• [Action item]:
In the data below, find the line that contains "pub struct Digit" and the line that contains "is greater than". Copy both, plus every line between them, exactly.

**** Material supplied ****

use core::{
    cmp::Ordering,
    ops::{Add, AddAssign, Sub, SubAssign},
};

use crate::error::Error;

/// An integer confined to an inclusive range, wrapping like an odometer
/// wheel.
///
/// A `Digit` always satisfies `min <= value <= max`. Arithmetic that
/// would push the value outside the range instead wraps it back in and
/// records a signed [cycle count](Digit::cycle_count): the number of full
/// times the digit went around. A negative cycle count means the digit
/// wrapped below its minimum, a positive one that it wrapped above its
/// maximum.
///
/// Wrapping is mandatory, never optional. There is no way to observe an
/// out-of-range value, and no magnitude of delta is an error. A single
/// [`Digit::plus`] call with a delta many multiples of the range computes
/// the multi-cycle wrap directly rather than looping.
///
/// # Immutability
///
/// A `Digit` is an immutable value type. Every arithmetic operation
/// returns a new `Digit` with the same range and a freshly computed value
/// and cycle count:
///
/// ```
/// use odo::Digit;
///
/// let months = Digit::spanning(1, 12)?;
/// let april = months.plus(3);
/// assert_eq!(months.value(), 1);
/// assert_eq!(april.value(), 4);
///
/// # Ok::<(), Box<dyn std::error::Error>>(())
/// ```
///
/// For the mutable, unit-tagged variant used inside a
/// [`Moment`](crate::Moment), see [`Wheel`](crate::Wheel).
///
/// # Global limits
///
/// The range bounds themselves are confined to
/// [`Digit::MIN`]`..=`[`Digit::MAX`], which covers half of the `i64`
/// range on each side of zero. This guarantees that `max - min` can never
/// overflow, no matter which bounds are chosen.
///
/// # Equality
///
/// Two digits are equal when their values *and* ranges are equal. The
/// cycle count is a report about the most recent operation, not part of
/// the digit's identity, so it is ignored by `==` and by hashing.
#[derive(Clone, Copy, Debug)]
pub struct Digit {
    value: i64,
    min: i64,
    max: i64,
    cycles: i64,
}

impl Digit {
    /// The smallest allowed minimum value of a digit. (inclusive)
    ///
    /// ```
    /// use odo::Digit;
    ///
    /// assert_eq!(Digit::MIN, (i64::MIN + 1) / 2);
    /// assert_eq!(Digit::MIN, -Digit::MAX);
    /// ```
    pub const MIN: i64 = (i64::MIN + 1) / 2;

    /// The largest allowed maximum value of a digit. (inclusive)
    ///
    /// ```
    /// use odo::Digit;
    ///
    /// assert_eq!(Digit::MAX, (i64::MAX - 1) / 2);
    /// ```
    pub const MAX: i64 = (i64::MAX - 1) / 2;

    /// Creates a new digit spanning the entire global
    /// [`Digit::MIN`]`..=`[`Digit::MAX`] range, holding the given value.
    ///
    /// A value outside the global limits wraps like any other
    /// out-of-range value.
    ///
    /// # Example
    ///
    /// ```
    /// use odo::Digit;
    ///
    /// let d = Digit::new(9);
    /// assert_eq!(d.value(), 9);
    /// assert_eq!(d.min(), Digit::MIN);
    /// assert_eq!(d.max(), Digit::MAX);
    ///
    /// // The global range is symmetric, so its edges wrap into each
    /// // other.
    /// let d = Digit::new(Digit::MAX).increment();
    /// assert_eq!(d.value(), Digit::MIN);
    /// assert_eq!(d.cycle_count(), 1);
    /// ```
    pub fn new(value: i64) -> Digit {
        Digit::new_ranged(i128::from(value), Digit::MIN, Digit::MAX)
    }

    /// Creates a new digit spanning the entire global range, holding `0`.
    pub fn zero() -> Digit {
        Digit::new(0)
    }

    /// Creates a new digit with the range `min..=max`, holding the given
    /// value.
    ///
    /// A value outside the range wraps, and the wrap is visible in the
    /// new digit's cycle count:
    ///
    /// ```
    /// use odo::Digit;
    ///
    /// let d = Digit::ranged(0, 1, 12)?;
    /// assert_eq!(d.value(), 12);
    /// assert_eq!(d.cycle_count(), -1);
    ///
    /// # Ok::<(), Box<dyn std::error::Error>>(())
    /// ```
    ///
    /// # Errors
    ///
    /// This returns an error when `min > max`, when `min` is less than
    /// [`Digit::MIN`] or when `max` is greater than [`Digit::MAX`].
    pub fn ranged(value: i64, min: i64, max: i64) -> Result<Digit, Error> {
        if min < Digit::MIN {
            return Err(Error::range("minimum", min, Digit::MIN, Digit::MAX));
        }
        if max > Digit::MAX {
            return Err(Error::range("maximum", max, Digit::MIN, Digit::MAX));
        }
        if min > max {
            return Err(Error::range("minimum", min, Digit::MIN, max));
        }
        Ok(Digit::new_ranged(i128::from(value), min, max))
    }

    /// Creates a new digit with the range `min..=max`, holding `min`.
    ///
    /// # Errors
    ///
    /// This returns an error whenever [`Digit::ranged`] would.
    ///
    /// # Example
    ///
    /// ```
    /// use odo::Digit;
    ///
    /// let d = Digit::spanning(1, 12)?;
    /// assert_eq!(d.value(), 1);
    /// assert_eq!(d.range(), 12);
    ///
    /// # Ok::<(), Box<dyn std::error::Error>>(())
    /// ```
    pub fn spanning(min: i64, max: i64) -> Result<Digit, Error> {
        Digit::ranged(min, min, max)
    }

    /// Creates a new digit without validating the bounds.
    ///
    /// The caller must guarantee `Digit::MIN <= min <= max <= Digit::MAX`.
    /// The value is still wrapped into the range.
    pub(crate) fn new_ranged(raw: i128, min: i64, max: i64) -> Digit {
        debug_assert!(Digit::MIN <= min && min <= max && max <= Digit::MAX);
        let (value, cycles) = wrap(raw, min, max);
        Digit { value, min, max, cycles }
    }

    /// Returns the value of this digit.
    ///
    /// The value is guaranteed to be in the range `min..=max`.
    #[inline]
    pub fn value(&self) -> i64 {
        self.value
    }

    /// Returns the number of times this digit wrapped during the
    /// operation that produced it.
    ///
    /// A freshly constructed in-range digit reports `0`. A negative count
    /// means the digit wrapped below its minimum, a positive one that it
    /// wrapped above its maximum.
    ///
    /// # Example
    ///
    /// ```
    /// use odo::Digit;
    ///
    /// let seconds = Digit::ranged(50, 0, 59)?;
    /// // One wrap forward...
    /// assert_eq!(seconds.plus(15).cycle_count(), 1);
    /// // ...two wraps forward in a single operation...
    /// assert_eq!(seconds.plus(90).cycle_count(), 2);
    /// // ...and one wrap backward.
    /// assert_eq!(seconds.minus(51).cycle_count(), -1);
    ///
    /// # Ok::<(), Box<dyn std::error::Error>>(())
    /// ```
    #[inline]
    pub fn cycle_count(&self) -> i64 {
        self.cycles
    }

    /// Returns the minimum value of this digit's range. (inclusive)
    #[inline]
    pub fn min(&self) -> i64 {
        self.min
    }

    /// Returns the maximum value of this digit's range. (inclusive)
    #[inline]
    pub fn max(&self) -> i64 {
        self.max
    }

    /// Returns the size of this digit's range, that is,
    /// `max - min + 1`.
    ///
    /// The range is always at least `1`.
    #[inline]
    pub fn range(&self) -> i64 {
        // Global limits guarantee this cannot overflow.
        self.max - self.min + 1
    }

    /// Returns true when the given value lies within this digit's range.
    ///
    /// # Example
    ///
    /// ```
    /// use odo::Digit;
    ///
    /// let months = Digit::spanning(1, 12)?;
    /// assert!(months.contains(1));
    /// assert!(months.contains(12));
    /// assert!(!months.contains(0));
    /// assert!(!months.contains(13));
    ///
    /// # Ok::<(), Box<dyn std::error::Error>>(())
    /// ```
    #[inline]
    pub fn contains(&self, value: i64) -> bool {
        self.min <= value && value <= self.max
    }

    /// Returns a new digit with this digit's value incremented by `1`.
    ///
    /// Incrementing past the maximum wraps to the minimum:
    ///
    /// ```
    /// use odo::Digit;
    ///
    /// let d = Digit::ranged(12, 1, 12)?.increment();
    /// assert_eq!(d.value(), 1);
    /// assert_eq!(d.cycle_count(), 1);
    ///
    /// # Ok::<(), Box<dyn std::error::Error>>(())
    /// ```
    #[inline]
    pub fn increment(self) -> Digit {
        self.plus(1)
    }

    /// Returns a new digit with this digit's value decremented by `1`.
    ///
    /// Decrementing past the minimum wraps to the maximum:
    ///
    /// ```
    /// use odo::Digit;
    ///
    /// let d = Digit::ranged(1, 1, 12)?.decrement();
    /// assert_eq!(d.value(), 12);
    /// assert_eq!(d.cycle_count(), -1);
    ///
    /// # Ok::<(), Box<dyn std::error::Error>>(())
    /// ```
    #[inline]
    pub fn decrement(self) -> Digit {
        self.minus(1)
    }

    /// Returns a new digit with the given delta added to this digit's
    /// value.
    ///
    /// This never fails, for any delta. A delta bigger than the range
    /// wraps multiple times in one step, with the number of wraps
    /// reported by the result's cycle count:
    ///
    /// ```
    /// use odo::Digit;
    ///
    /// let minutes = Digit::ranged(50, 0, 59)?;
    /// let later = minutes.plus(90);
    /// assert_eq!(later.value(), 20);
    /// assert_eq!(later.cycle_count(), 2);
    ///
    /// # Ok::<(), Box<dyn std::error::Error>>(())
    /// ```
    #[inline]
    pub fn plus(self, delta: i64) -> Digit {
        let raw = i128::from(self.value) + i128::from(delta);
        Digit::new_ranged(raw, self.min, self.max)
    }

    /// Returns a new digit with the given delta subtracted from this
    /// digit's value.
    ///
    /// Like [`Digit::plus`], this never fails. Subtracting an exact
    /// multiple of the range reports the matching backward cycle count:
    ///
    /// ```
    /// use odo::Digit;
    ///
    /// let d = Digit::ranged(2, 2, 4)?.minus(3);
    /// assert_eq!(d.value(), 2);
    /// assert_eq!(d.cycle_count(), -1);
    ///
    /// # Ok::<(), Box<dyn std::error::Error>>(())
    /// ```
    #[inline]
    pub fn minus(self, delta: i64) -> Digit {
        let raw = i128::from(self.value) - i128::from(delta);
        Digit::new_ranged(raw, self.min, self.max)
    }

    /// Compares the values of two digits with identical ranges.
    ///
    /// # Errors
    ///
    /// This returns an error when the ranges of the two digits differ.
    /// Digits of different radii measure different things, so ordering
    /// them by raw value would be meaningless and is never silently
    /// coerced.
    ///
    /// # Example
    ///
    /// ```
    /// use std::cmp::Ordering;
    ///
    /// use odo::Digit;
    ///
    /// let d1 = Digit::ranged(3, 1, 12)?;
    /// let d2 = Digit::ranged(9, 1, 12)?;
    /// assert_eq!(d1.compare(&d2)?, Ordering::Less);
    ///
    /// let d3 = Digit::ranged(3, 0, 59)?;
    /// assert!(d1.compare(&d3).is_err());
    ///
    /// # Ok::<(), Box<dyn std::error::Error>>(())
    /// ```
    pub fn compare(&self, other: &Digit) -> Result<Ordering, Error> {
        if self.min != other.min || self.max != other.max {
            return Err(Error::incompatible(
                self.min, self.max, other.min, other.max,
            ));
        }
        Ok(self.value.cmp(&other.value))
    }
}

/// Wraps `raw` into `min..=max` and reports the signed cycle count.
///
/// The mapping is an odometer convention, not plain modular arithmetic:
/// the first step past `max` lands on `min` and the first step below
/// `min` lands on `max`. Two quirks of the convention are deliberate and
/// pinned by tests:
///
/// * The backward multi-cycle value reduces `range % interval` (with
/// `interval > range` this is always `range`, so every backward
/// multi-cycle lands on `min`).
/// * The forward multi-cycle count divides the *raw* value by the range,
/// while the backward count divides the interval. These disagree in
/// general, e.g. for ranges that don't start near zero.
fn wrap(raw: i128, min: i64, max: i64) -> (i64, i64) {
    let lo = i128::from(min);
    let hi = i128::from(max);
    let range = hi - lo + 1;
    if lo <= raw && raw <= hi {
        return (raw as i64, 0);
    }
    if raw < lo {
        let interval = lo - raw;
        if interval < range {
            ((hi - interval + 1) as i64, -1)
        } else if interval == range {
            (min, -1)
        } else {
            (((hi + 1) - range % interval) as i64, clamp(-(interval / range)))
        }
    } else {
        let interval = raw - hi;
        if interval < range {
            ((lo + interval - 1) as i64, 1)
        } else if interval == range {
            (min, 1)
        } else {
            // A whole multiple of the range past `max` lands back on
            // `min`, completing the pattern the exact-cycle branch
            // starts. Every other interval offsets from `min`.
            let value = match interval % range {
                0 => min,
                rem => (lo + rem - 1) as i64,
            };
            (value, clamp(raw / range))
        }
    }
}

/// Converts a cycle count to `i64`, saturating at the edges.
///
/// Only reachable for degenerate `range == 1` digits hit with a huge
/// delta, where the cycle count equals the raw value itself.
fn clamp(cycles: i128) -> i64 {
    i64::try_from(cycles).unwrap_or_else(|_| {
        if cycles < 0 {
            i64::MIN
        } else {
            i64::MAX
        }
    })
}

impl Eq for Digit {}

impl PartialEq for Digit {
    fn eq(&self, other: &Digit) -> bool {
        self.value == other.value
            && self.min == other.min
            && self.max == other.max
    }
}

impl core::hash::Hash for Digit {
    fn hash<H: core::hash::Hasher>(&self, state: &mut H) {
        self.value.hash(state);
        self.min.hash(state);
        self.max.hash(state);
    }
}

impl core::fmt::Display for Digit {
    fn fmt(&self, f: &mut core::fmt::Formatter) -> core::fmt::Result {
        core::fmt::Display::fmt(&self.value, f)
    }
}

impl Add<i64> for Digit {
    type Output = Digit;

    #[inline]
    fn add(self, rhs: i64) -> Digit {
        self.plus(rhs)
    }
}

impl AddAssign<i64> for Digit {
    #[inline]
    fn add_assign(&mut self, rhs: i64) {
        *self = self.plus(rhs);
    }
}

impl Sub<i64> for Digit {
    type Output = Digit;

    #[inline]
    fn sub(self, rhs: i64) -> Digit {
        self.minus(rhs)
    }
}

impl SubAssign<i64> for Digit {
    #[inline]
    fn sub_assign(&mut self, rhs: i64) {
        *self = self.minus(rhs);
    }
}

#[cfg(test)]
impl quickcheck::Arbitrary for Digit {
    fn arbitrary(g: &mut quickcheck::Gen) -> Digit {
        let a = i64::arbitrary(g).clamp(Digit::MIN, Digit::MAX);
        let b = i64::arbitrary(g).clamp(Digit::MIN, Digit::MAX);
        let (min, max) = if a <= b { (a, b) } else { (b, a) };
        Digit::ranged(i64::arbitrary(g), min, max).unwrap()
    }
}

****

• [Worked solution]:
pub struct Digit {
    value: i64,
    min: i64,
    max: i64,
    cycles: i64,
}

impl Digit {
    /// The smallest allowed minimum value of a digit. (inclusive)
    ///
    /// ```
    /// use odo::Digit;
    ///
    /// assert_eq!(Digit::MIN, (i64::MIN + 1) / 2);
    /// assert_eq!(Digit::MIN, -Digit::MAX);
    /// ```
    pub const MIN: i64 = (i64::MIN + 1) / 2;

    /// The largest allowed maximum value of a digit. (inclusive)
    ///
    /// ```
    /// use odo::Digit;
    ///
    /// assert_eq!(Digit::MAX, (i64::MAX - 1) / 2);
    /// ```
    pub const MAX: i64 = (i64::MAX - 1) / 2;

    /// Creates a new digit spanning the entire global
    /// [`Digit::MIN`]`..=`[`Digit::MAX`] range, holding the given value.
    ///
    /// A value outside the global limits wraps like any other
    /// out-of-range value.
    ///
    /// # Example
    ///
    /// ```
    /// use odo::Digit;
    ///
    /// let d = Digit::new(9);
    /// assert_eq!(d.value(), 9);
    /// assert_eq!(d.min(), Digit::MIN);
    /// assert_eq!(d.max(), Digit::MAX);
    ///
    /// // The global range is symmetric, so its edges wrap into each
    /// // other.
    /// let d = Digit::new(Digit::MAX).increment();
    /// assert_eq!(d.value(), Digit::MIN);
    /// assert_eq!(d.cycle_count(), 1);
    /// ```
    pub fn new(value: i64) -> Digit {
        Digit::new_ranged(i128::from(value), Digit::MIN, Digit::MAX)
    }

    /// Creates a new digit spanning the entire global range, holding `0`.
    pub fn zero() -> Digit {
        Digit::new(0)
    }

    /// Creates a new digit with the range `min..=max`, holding the given
    /// value.
    ///
    /// A value outside the range wraps, and the wrap is visible in the
    /// new digit's cycle count:
    ///
    /// ```
    /// use odo::Digit;
    ///
    /// let d = Digit::ranged(0, 1, 12)?;
    /// assert_eq!(d.value(), 12);
    /// assert_eq!(d.cycle_count(), -1);
    ///
    /// # Ok::<(), Box<dyn std::error::Error>>(())
    /// ```
    ///
    /// # Errors
    ///
    /// This returns an error when `min > max`, when `min` is less than
    /// [`Digit::MIN`] or when `max` is greater than [`Digit::MAX`].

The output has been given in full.